== DATASET ==

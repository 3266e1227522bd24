// Copyright 2026, Jeroen van Erp <jeroen@geeko.me>
// SPDX-License-Identifier: Apache-2.0

//! Small helpers over slices and separated strings.

use std::collections::HashSet;
use std::hash::Hash;

/// Returns true if `y` is in `xs`
pub fn contains<T: PartialEq>(xs: &[T], y: &T) -> bool {
    xs.iter().any(|x| x == y)
}

/// Returns all elements of `xs` except `y`, in their original order
pub fn without<T: PartialEq + Clone>(xs: &[T], y: &T) -> Vec<T> {
    xs.iter().filter(|x| *x != y).cloned().collect()
}

/// Returns true if `xs` and `ys` have the same length and every element of
/// `ys` occurs in `xs`, regardless of order
pub fn equivalent<T: Eq + Hash>(xs: &[T], ys: &[T]) -> bool {
    if xs.len() != ys.len() {
        return false;
    }

    let seen: HashSet<&T> = xs.iter().collect();
    ys.iter().all(|y| seen.contains(y))
}

/// Splits `s` on `sep` and trims whitespace from each part.
/// An empty `sep` splits `s` into its characters.
pub fn split_trim(s: &str, sep: &str) -> Vec<String> {
    if s.is_empty() {
        return Vec::new();
    }
    if sep.is_empty() {
        return s.chars().map(|c| c.to_string().trim().to_string()).collect();
    }
    s.split(sep).map(|part| part.trim().to_string()).collect()
}
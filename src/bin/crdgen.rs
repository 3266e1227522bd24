// Copyright 2026, Jeroen van Erp <jeroen@geeko.me>
// SPDX-License-Identifier: Apache-2.0

//! Prints the NBSetupKey CustomResourceDefinition as YAML.

use kube::CustomResourceExt;
use nbsetupkey_webhook::types::NBSetupKey;

fn main() -> anyhow::Result<()> {
    print!("{}", serde_yaml::to_string(&NBSetupKey::crd())?);
    Ok(())
}
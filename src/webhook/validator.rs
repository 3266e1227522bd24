// Copyright 2026, Jeroen van Erp <jeroen@geeko.me>
// SPDX-License-Identifier: Apache-2.0

//! Admission checks for NBSetupKey resources.
//!
//! A missing secret reference is the only hard failure on create/update.
//! Problems with the referenced secret itself are reported as warnings so
//! the key can be created before its secret.

use crate::error::{Error, Result};
use crate::kubernetes::{get_secret, pods_using_setup_key, secret_value};
use crate::types::NBSetupKey;
use kube::{Client, ResourceExt};
use tracing::{info, instrument, warn};
use uuid::Uuid;

/// Non-blocking messages returned to the API client
pub type Warnings = Vec<String>;

#[derive(Clone)]
pub struct SetupKeyValidator {
    client: Client,
}

impl SetupKeyValidator {
    pub fn new(client: Client) -> Self {
        Self { client }
    }

    #[instrument(skip(self, nbkey), fields(nbsetupkey = %key_path(nbkey)))]
    pub async fn validate_create(&self, nbkey: &NBSetupKey) -> Result<Warnings> {
        self.validate_secret_ref(nbkey).await
    }

    #[instrument(skip(self, _old, new), fields(nbsetupkey = %key_path(new)))]
    pub async fn validate_update(&self, _old: &NBSetupKey, new: &NBSetupKey) -> Result<Warnings> {
        self.validate_secret_ref(new).await
    }

    /// Deny deletion while any pod in the namespace still uses the key
    #[instrument(skip(self, nbkey), fields(nbsetupkey = %key_path(nbkey)))]
    pub async fn validate_delete(&self, nbkey: &NBSetupKey) -> Result<Warnings> {
        let name = nbkey.name_any();
        let namespace = namespace_of(nbkey);

        let pods = pods_using_setup_key(&self.client, &namespace, &name).await?;
        if !pods.is_empty() {
            warn!("NBSetupKey {}/{} still used by {} pods", namespace, name, pods.len());
            return Err(Error::SetupKeyInUse { name, pods });
        }

        Ok(Warnings::new())
    }

    async fn validate_secret_ref(&self, nbkey: &NBSetupKey) -> Result<Warnings> {
        let Some((secret_name, key)) = nbkey.secret_ref() else {
            return Err(Error::MissingSecretRef);
        };
        let namespace = namespace_of(nbkey);

        let Some(secret) = get_secret(&self.client, &namespace, secret_name).await? else {
            return Ok(vec![format!(
                "secret {}/{} not found",
                namespace, secret_name
            )]);
        };

        let Some(value) = secret_value(&secret, key) else {
            return Ok(vec![format!(
                "key {} not found in secret {}/{}",
                key, namespace, secret_name
            )]);
        };

        if !is_valid_setup_key(value) {
            return Ok(vec![format!(
                "setup key in secret {}/{} key {} is not a valid UUID",
                namespace, secret_name, key
            )]);
        }

        info!("Setup key reference {}/{}[{}] is valid", namespace, secret_name, key);
        Ok(Warnings::new())
    }
}

/// Check that a raw setup key parses as a UUID
pub fn is_valid_setup_key(raw: &[u8]) -> bool {
    std::str::from_utf8(raw).is_ok_and(|s| Uuid::parse_str(s).is_ok())
}

fn namespace_of(nbkey: &NBSetupKey) -> String {
    nbkey.namespace().unwrap_or_else(|| "default".to_string())
}

fn key_path(nbkey: &NBSetupKey) -> String {
    format!("{}/{}", namespace_of(nbkey), nbkey.name_any())
}
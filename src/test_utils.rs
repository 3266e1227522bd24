// Copyright 2026, Jeroen van Erp <jeroen@geeko.me>
// SPDX-License-Identifier: Apache-2.0

//! Test utilities for mocking Kubernetes API responses.

use crate::constants::annotations;
use http::{Request, Response};
use k8s_openapi::api::core::v1::{Container, Pod, PodSpec, Secret};
use k8s_openapi::ByteString;
use kube::api::ObjectMeta;
use kube::client::Body;
use kube::Client;
use std::collections::{BTreeMap, HashMap};
use std::sync::{Arc, Mutex};
use std::task::{Context, Poll};
use tower::Service;

/// A mock HTTP service that returns predefined responses based on request paths.
#[derive(Clone)]
pub struct MockService {
    responses: Arc<Mutex<HashMap<(String, String), (u16, String)>>>,
}

impl MockService {
    pub fn new() -> Self {
        Self {
            responses: Arc::new(Mutex::new(HashMap::new())),
        }
    }

    /// Add a response for GET requests matching the exact path
    pub fn on_get(self, path: &str, status: u16, body: &str) -> Self {
        self.responses
            .lock()
            .unwrap()
            .insert(("GET".to_string(), path.to_string()), (status, body.to_string()));
        self
    }

    /// Build a kube Client from this mock service
    pub fn into_client(self) -> Client {
        Client::new(self, "default")
    }

    fn find_response(&self, method: &str, path: &str) -> Option<(u16, String)> {
        self.responses
            .lock()
            .unwrap()
            .get(&(method.to_string(), path.to_string()))
            .cloned()
    }
}

impl Default for MockService {
    fn default() -> Self {
        Self::new()
    }
}

impl Service<Request<Body>> for MockService {
    type Response = Response<Body>;
    type Error = tower::BoxError;
    type Future = std::pin::Pin<
        Box<dyn std::future::Future<Output = Result<Self::Response, Self::Error>> + Send>,
    >;

    fn poll_ready(&mut self, _cx: &mut Context<'_>) -> Poll<Result<(), Self::Error>> {
        Poll::Ready(Ok(()))
    }

    fn call(&mut self, req: Request<Body>) -> Self::Future {
        let method = req.method().to_string();
        let path = req.uri().path().to_string();

        let (status, body) = self
            .find_response(&method, &path)
            .unwrap_or_else(|| (404, status_json(404, "NotFound", "not found")));

        Box::pin(async move {
            Ok(Response::builder()
                .status(status)
                .header("content-type", "application/json")
                .body(Body::from(body.into_bytes()))
                .unwrap())
        })
    }
}

/// Create a mock Status failure response
pub fn status_json(code: u16, reason: &str, message: &str) -> String {
    serde_json::json!({
        "kind": "Status",
        "apiVersion": "v1",
        "metadata": {},
        "status": "Failure",
        "message": message,
        "reason": reason,
        "code": code
    })
    .to_string()
}

/// Create a mock Secret holding a single data entry
pub fn secret_json(namespace: &str, name: &str, key: &str, value: &str) -> String {
    let secret = Secret {
        metadata: ObjectMeta {
            name: Some(name.to_string()),
            namespace: Some(namespace.to_string()),
            uid: Some("test-uid".to_string()),
            ..Default::default()
        },
        data: Some(BTreeMap::from([(
            key.to_string(),
            ByteString(value.as_bytes().to_vec()),
        )])),
        type_: Some("Opaque".to_string()),
        ..Default::default()
    };
    serde_json::to_string(&secret).unwrap()
}

/// Create a mock Pod, optionally annotated as a consumer of the named setup key
pub fn pod_json(namespace: &str, name: &str, setup_key: Option<&str>) -> serde_json::Value {
    let pod = Pod {
        metadata: ObjectMeta {
            name: Some(name.to_string()),
            namespace: Some(namespace.to_string()),
            annotations: setup_key.map(|k| {
                BTreeMap::from([(annotations::SETUP_KEY.to_string(), k.to_string())])
            }),
            ..Default::default()
        },
        spec: Some(PodSpec {
            containers: vec![Container {
                name: "test".to_string(),
                image: Some("test".to_string()),
                ..Default::default()
            }],
            ..Default::default()
        }),
        ..Default::default()
    };
    serde_json::to_value(&pod).unwrap()
}

/// Wrap pods into a PodList response
pub fn pod_list_json(pods: &[serde_json::Value]) -> String {
    serde_json::json!({
        "apiVersion": "v1",
        "kind": "PodList",
        "metadata": { "resourceVersion": "1" },
        "items": pods
    })
    .to_string()
}
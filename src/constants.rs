// Copyright 2026, Jeroen van Erp <jeroen@geeko.me>
// SPDX-License-Identifier: Apache-2.0

/// Kubernetes annotation keys read by the webhook
pub mod annotations {
    /// Set on pods consuming a setup key; the value is the NBSetupKey name
    pub const SETUP_KEY: &str = "netbird.io/setup-key";
}

/// Webhook server defaults
pub mod webhook {
    /// Path the ValidatingWebhookConfiguration points at
    pub const VALIDATE_PATH: &str = "/validate-netbird-io-v1-nbsetupkey";
    pub const HEALTH_PATH: &str = "/healthz";
    pub const DEFAULT_PORT: u16 = 9443;
    pub const DEFAULT_CERT_PATH: &str = "/tmp/k8s-webhook-server/serving-certs/tls.crt";
    pub const DEFAULT_KEY_PATH: &str = "/tmp/k8s-webhook-server/serving-certs/tls.key";
}
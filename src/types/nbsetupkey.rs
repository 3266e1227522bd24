// Copyright 2026, Jeroen van Erp <jeroen@geeko.me>
// SPDX-License-Identifier: Apache-2.0
use kube::CustomResource;
use serde::{Deserialize, Serialize};

#[derive(CustomResource, Serialize, Deserialize, Clone, Debug, Default, schemars::JsonSchema)]
#[kube(group = "netbird.io", version = "v1", kind = "NBSetupKey")]
#[kube(namespaced)]
#[kube(status = "NBSetupKeyStatus")]
#[serde(rename_all = "camelCase")]
pub struct NBSetupKeySpec {
    /// Secret in the same namespace holding the setup key
    #[serde(default)]
    pub secret_key_ref: SecretKeyRef,
}

/// Reference to a single data key of a Secret in the resource's namespace
#[derive(Serialize, Deserialize, Clone, Debug, Default, PartialEq, schemars::JsonSchema)]
pub struct SecretKeyRef {
    #[serde(default)]
    pub name: String,
    #[serde(default)]
    pub key: String,
}

impl NBSetupKey {
    /// Secret name and data key, if both are set
    pub fn secret_ref(&self) -> Option<(&str, &str)> {
        let r = &self.spec.secret_key_ref;
        if r.name.is_empty() || r.key.is_empty() {
            None
        } else {
            Some((r.name.as_str(), r.key.as_str()))
        }
    }
}

#[derive(Serialize, Deserialize, Clone, Debug, Default, schemars::JsonSchema)]
#[serde(rename_all = "camelCase")]
pub struct NBSetupKeyStatus {
    #[serde(skip_serializing_if = "Option::is_none")]
    pub conditions: Option<Vec<NBCondition>>,
}

#[derive(Serialize, Deserialize, Clone, Debug, schemars::JsonSchema)]
#[serde(rename_all = "camelCase")]
pub struct NBCondition {
    #[serde(rename = "type")]
    pub condition_type: String,
    pub status: String,
    #[serde(skip_serializing_if = "Option::is_none")]
    pub last_probe_time: Option<String>,
    #[serde(skip_serializing_if = "Option::is_none")]
    pub last_transition_time: Option<String>,
    #[serde(skip_serializing_if = "Option::is_none")]
    pub reason: Option<String>,
    #[serde(skip_serializing_if = "Option::is_none")]
    pub message: Option<String>,
}
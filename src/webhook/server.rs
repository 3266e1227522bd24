// Copyright 2026, Jeroen van Erp <jeroen@geeko.me>
// SPDX-License-Identifier: Apache-2.0

//! Admission webhook server.
//!
//! Serves the NBSetupKey validating webhook over TLS, using the certificate
//! and key paths from [`Config`].

use crate::config::Config;
use crate::constants::webhook::{HEALTH_PATH, VALIDATE_PATH};
use crate::error::{Error, Result};
use crate::types::NBSetupKey;
use crate::webhook::validator::{SetupKeyValidator, Warnings};
use axum::{
    body::Bytes,
    extract::State,
    response::IntoResponse,
    routing::{get, post},
    Json, Router,
};
use axum_server::tls_rustls::RustlsConfig;
use http::StatusCode;
use kube::core::admission::{AdmissionRequest, AdmissionResponse, AdmissionReview, Operation};
use kube::Client;
use std::net::SocketAddr;
use std::sync::Arc;
use tracing::{debug, error, info, warn};

/// Shared state for webhook handlers
pub struct WebhookState {
    pub validator: SetupKeyValidator,
}

impl WebhookState {
    pub fn new(client: Client) -> Self {
        Self {
            validator: SetupKeyValidator::new(client),
        }
    }
}

/// Create the webhook router
pub fn create_webhook_router(state: Arc<WebhookState>) -> Router {
    Router::new()
        .route(VALIDATE_PATH, post(validate_nbsetupkey))
        .route(HEALTH_PATH, get(healthz))
        .with_state(state)
}

async fn healthz() -> &'static str {
    "ok"
}

/// The body is decoded here rather than by `Json` so that malformed reviews
/// still get an AdmissionReview back
async fn validate_nbsetupkey(
    State(state): State<Arc<WebhookState>>,
    body: Bytes,
) -> impl IntoResponse {
    let request = match parse_review(&body) {
        Ok(req) => req,
        Err(message) => {
            error!(error = %message, "Failed to extract admission request");
            return (
                StatusCode::BAD_REQUEST,
                Json(
                    AdmissionResponse::invalid(format!("Invalid AdmissionReview: {}", message))
                        .into_review(),
                ),
            );
        }
    };

    let response = admit(&state.validator, &request).await;
    (StatusCode::OK, Json(response.into_review()))
}

fn parse_review(body: &[u8]) -> std::result::Result<AdmissionRequest<NBSetupKey>, String> {
    let review: AdmissionReview<NBSetupKey> =
        serde_json::from_slice(body).map_err(|e| e.to_string())?;
    TryInto::<AdmissionRequest<NBSetupKey>>::try_into(review).map_err(|e| e.to_string())
}

/// Run the validator for the request's operation and build the response
pub async fn admit(
    validator: &SetupKeyValidator,
    request: &AdmissionRequest<NBSetupKey>,
) -> AdmissionResponse {
    let uid = &request.uid;
    debug!(
        uid = %uid,
        operation = ?request.operation,
        namespace = ?request.namespace,
        name = %request.name,
        "Processing admission request"
    );

    let object = request.object.as_ref().map(|o| with_namespace(o, request));
    let old_object = request.old_object.as_ref().map(|o| with_namespace(o, request));

    let result: Result<Warnings> = match (&request.operation, &object, &old_object) {
        (Operation::Create, Some(obj), _) => validator.validate_create(obj).await,
        (Operation::Update, Some(obj), Some(old)) => validator.validate_update(old, obj).await,
        (Operation::Delete, _, Some(old)) => validator.validate_delete(old).await,
        (Operation::Connect, _, _) => Ok(Warnings::new()),
        (operation, _, _) => {
            error!(uid = %uid, operation = ?operation, "Missing object in request");
            return AdmissionResponse::from(request)
                .deny(format!("Missing object for {:?} request", operation));
        }
    };

    match result {
        Ok(warnings) => {
            let mut response = AdmissionResponse::from(request);
            if !warnings.is_empty() {
                warn!(uid = %uid, warnings = ?warnings, "Admission request allowed with warnings");
                response.warnings = Some(warnings);
            } else {
                info!(uid = %uid, "Admission request allowed");
            }
            response
        }
        Err(e) => {
            warn!(uid = %uid, error = %e, "Admission request denied");
            AdmissionResponse::from(request).deny(e.to_string())
        }
    }
}

/// Objects in admission requests may omit the namespace; take it from the request
fn with_namespace(obj: &NBSetupKey, request: &AdmissionRequest<NBSetupKey>) -> NBSetupKey {
    let mut obj = obj.clone();
    if obj.metadata.namespace.is_none() {
        obj.metadata.namespace = request.namespace.clone();
    }
    obj
}

/// kube and axum-server enable different rustls backends, so the process
/// provider has to be chosen explicitly
fn install_crypto_provider() {
    if rustls::crypto::aws_lc_rs::default_provider()
        .install_default()
        .is_err()
    {
        debug!("rustls crypto provider already installed");
    }
}

/// Load the serving certificate and key from the configured PEM files
pub async fn load_tls_config(config: &Config) -> Result<RustlsConfig> {
    install_crypto_provider();

    RustlsConfig::from_pem_file(&config.cert_path, &config.key_path)
        .await
        .map_err(|e| Error::TlsConfig(format!("{}: {}", config.cert_path, e)))
}

/// Run the webhook server with TLS until it fails
pub async fn run_webhook_server(client: Client, config: &Config) -> Result<()> {
    let state = Arc::new(WebhookState::new(client));
    let app = create_webhook_router(state);

    let tls = load_tls_config(config).await?;

    let addr = SocketAddr::from(([0, 0, 0, 0], config.port));
    info!(port = config.port, "Webhook server listening with TLS");

    axum_server::bind_rustls(addr, tls)
        .serve(app.into_make_service())
        .await
        .map_err(|e| Error::Server(e.to_string()))
}
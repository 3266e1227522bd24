// Copyright 2026, Jeroen van Erp <jeroen@geeko.me>
// SPDX-License-Identifier: Apache-2.0
pub mod slices;

pub use slices::{contains, equivalent, split_trim, without};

===

Word for word, restate the lines of the data above that fall between the line holding "let result: Result<Warnings>" and the line holding "(Operation::Connect, _, _)", inclusive, and no other lines.

    let result: Result<Warnings> = match (&request.operation, &object, &old_object) {
        (Operation::Create, Some(obj), _) => validator.validate_create(obj).await,
        (Operation::Update, Some(obj), Some(old)) => validator.validate_update(old, obj).await,
        (Operation::Delete, _, Some(old)) => validator.validate_delete(old).await,
        (Operation::Connect, _, _) => Ok(Warnings::new()),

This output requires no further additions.